Jerry Seinfeld – Jerry developed interest in stand-up comedy after brief stints in college productions. Like a true artist he struggled in local clubs and Catskill Mountain resorts until his career was boosted by an appearance on a Rodney Dangerfield HBO special. Career took off after a spot on Carson, Letterman and the Merv Griffin show. His latest, Comedians in Cars Getting Coffee has reaffirmed his position as one of the wittiest comics ever.
Richard Pryor – Fans of this outrageous comic genius are encouraged to see his live specials Richard Pryor: Live and Smokin’ (1971); the dynamic Richard Pryor: Live in Concert (1979); Richard Pryor: Live on the Sunset Strip (1982) and Richard Pryor… Here and Now (1983).
Chris Rock – Rock has been in stand-up comedy for several decades. He made his big screen debut in Beverly Hills Cop II (1987) and spent three years on the cast of Saturday Night Live(1975). After a brief hiatus, Rock is back touring full force to fund his ‘divorce settlements’ which he has often griped about on his shows.
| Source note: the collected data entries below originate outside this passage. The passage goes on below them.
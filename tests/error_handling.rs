//! §7: the grammar is total (no input is ever rejected outright) and
//! the only failure mode observable at the `parse` boundary is a sink
//! callback returning an error.

use ab_markup::model::{Attributes, BlockDetail, BlockKind, Boundaries, SpanDetail, SpanKind, TextKind};
use ab_markup::{parse, ParserCallbacks};

struct CountUntil {
    budget: usize,
}

impl ParserCallbacks for CountUntil {
    fn enter_block(&mut self, _k: BlockKind, _b: &[Boundaries], _a: &Attributes, _d: Option<&BlockDetail>) -> anyhow::Result<()> {
        if self.budget == 0 {
            anyhow::bail!("budget exhausted");
        }
        self.budget -= 1;
        Ok(())
    }
    fn leave_block(&mut self, _k: BlockKind) -> anyhow::Result<()> {
        Ok(())
    }
    fn enter_span(&mut self, _k: SpanKind, _b: &[Boundaries], _a: &Attributes, _d: Option<&SpanDetail>) -> anyhow::Result<()> {
        Ok(())
    }
    fn leave_span(&mut self, _k: SpanKind) -> anyhow::Result<()> {
        Ok(())
    }
    fn text(&mut self, _k: TextKind, _b: &[Boundaries]) -> anyhow::Result<()> {
        Ok(())
    }
}

#[test]
fn a_sink_failure_on_the_second_block_stops_the_walk_before_a_third() {
    let mut sink = CountUntil { budget: 1 };
    let err = parse("a\n\nb\n\nc\n", &mut sink);
    assert!(err.is_err());
    assert_eq!(sink.budget, 0);
}

#[test]
fn malformed_attribute_blocks_degrade_to_empty_rather_than_failing_the_parse() {
    #[derive(Default)]
    struct Seen {
        any_attrs: bool,
    }
    impl ParserCallbacks for Seen {
        fn enter_block(&mut self, _k: BlockKind, _b: &[Boundaries], _a: &Attributes, _d: Option<&BlockDetail>) -> anyhow::Result<()> {
            Ok(())
        }
        fn leave_block(&mut self, _k: BlockKind) -> anyhow::Result<()> {
            Ok(())
        }
        fn enter_span(&mut self, _k: SpanKind, _b: &[Boundaries], attrs: &Attributes, _d: Option<&SpanDetail>) -> anyhow::Result<()> {
            if !attrs.is_empty() {
                self.any_attrs = true;
            }
            Ok(())
        }
        fn leave_span(&mut self, _k: SpanKind) -> anyhow::Result<()> {
            Ok(())
        }
        fn text(&mut self, _k: TextKind, _b: &[Boundaries]) -> anyhow::Result<()> {
            Ok(())
        }
    }
    // the `{{` never closes before end of line: per §4.7 this rejects
    // the whole block rather than failing the parse.
    let mut sink = Seen::default();
    let result = parse("[see](http://x){{cls=hi\n", &mut sink);
    assert!(result.is_ok());
    assert!(!sink.any_attrs);
}

#[test]
fn every_byte_sequence_maps_to_a_document_tree_even_when_empty() {
    #[derive(Default)]
    struct JustCount {
        blocks: usize,
    }
    impl ParserCallbacks for JustCount {
        fn enter_block(&mut self, _k: BlockKind, _b: &[Boundaries], _a: &Attributes, _d: Option<&BlockDetail>) -> anyhow::Result<()> {
            self.blocks += 1;
            Ok(())
        }
        fn leave_block(&mut self, _k: BlockKind) -> anyhow::Result<()> {
            Ok(())
        }
        fn enter_span(&mut self, _k: SpanKind, _b: &[Boundaries], _a: &Attributes, _d: Option<&SpanDetail>) -> anyhow::Result<()> {
            Ok(())
        }
        fn leave_span(&mut self, _k: SpanKind) -> anyhow::Result<()> {
            Ok(())
        }
        fn text(&mut self, _k: TextKind, _b: &[Boundaries]) -> anyhow::Result<()> {
            Ok(())
        }
    }
    let mut sink = JustCount::default();
    parse("", &mut sink).expect("an empty buffer still parses to a (trivial) document");
    assert_eq!(sink.blocks, 1, "the root Doc container is always entered");
}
Bill Burr – Bill Burr’s first hour-long special, Why Do I Do This?, took place in New York in 2008. Burr’s special Let it Go was recorded at The Fillmore in San Francisco and premiered on Comedy Central two years later. This was before his Netflix specials which became insanely popular. Burr has been referred to as a “comedian’s comedian” by observers of the US stand-up comedy circuit.
Dave Chapelle – Chappelle has been called the “comic genius of America” by Esquire , “the best” by a Billboard writer. In 2017, Rolling Stone ranked him No. 9 in their “50 Best Stand Up Comics of All Time. Never to shy away from contentious issues, Chapelle often mocks the ‘American’ way of life, gun violence, treatment of minorities. His treatment of the topics might seem flippant but is often layered with context and self-derision.
Steve Martin – Since the 1980s, having branched away from comedy, Martin has become a successful actor, as well as an author, playwright, pianist, and banjo player, eventually earning him an Emmy, Grammy, and American Comedy awards, among other honors. In 2004, Comedy Central ranked Martin at sixth place in a list of the 100 greatest stand-up comics. He was awarded an Honorary Academy Award at the Academy’s 5th Annual Governors Awards in 2013.
Sarah Silverman – Silverman was a writer and occasional performer on Saturday Night Live, and starred in and produced The Sarah Silverman Program, which ran from 2007 to 2010 on Comedy Central, for which she was nominated for a Primetime Emmy Award for Outstanding Lead Actress in a Comedy Series.
Louis C.K. – C.K. began his career in the 1990s writing for comedians including David Letterman, Conan O’Brien, Dana Carvey, Chris Rock, and also for other comedy shows. Also in this period, he was directing surreal short films and went on to direct two features—Tomorrow Night(1998) and Pootie Tang (2001). In 2001, C.K. released his debut comedy album, Live in Houston directly through his website and became among the first performers to offer direct-to-fan sales of tickets to his stand-up shows, as well as DRM-free video concert downloads, via his website. Tainted by the #MeToo allegations for a very ‘brief period’, Louis has been welcomed back by fellow comedians and fans.
Robin Williams – Born in Chicago, Williams began performing stand-up comedy in San Francisco and Los Angeles in the mid-1970s, and is credited with leading San Francisco’s comedy renaissance. After rising to fame playing the alien Mork in the sitcom Mork & Mindy, Williams established a career in both stand-up comedy and feature film acting.
Tig Notaro -Notaro said that since her cancer diagnosis, she has shifted not to darker comedy but rather to personal comedy. Her acclaimed album Live was nominated in 2014 for the Grammy Award for Best Comedy Album at the 56th Annual Grammy Awards. The special Tig Notaro: Boyish Girl Interrupted was nominated in 2016 at the 68th Primetime Emmy Awards for Outstanding Writing for a Variety Special.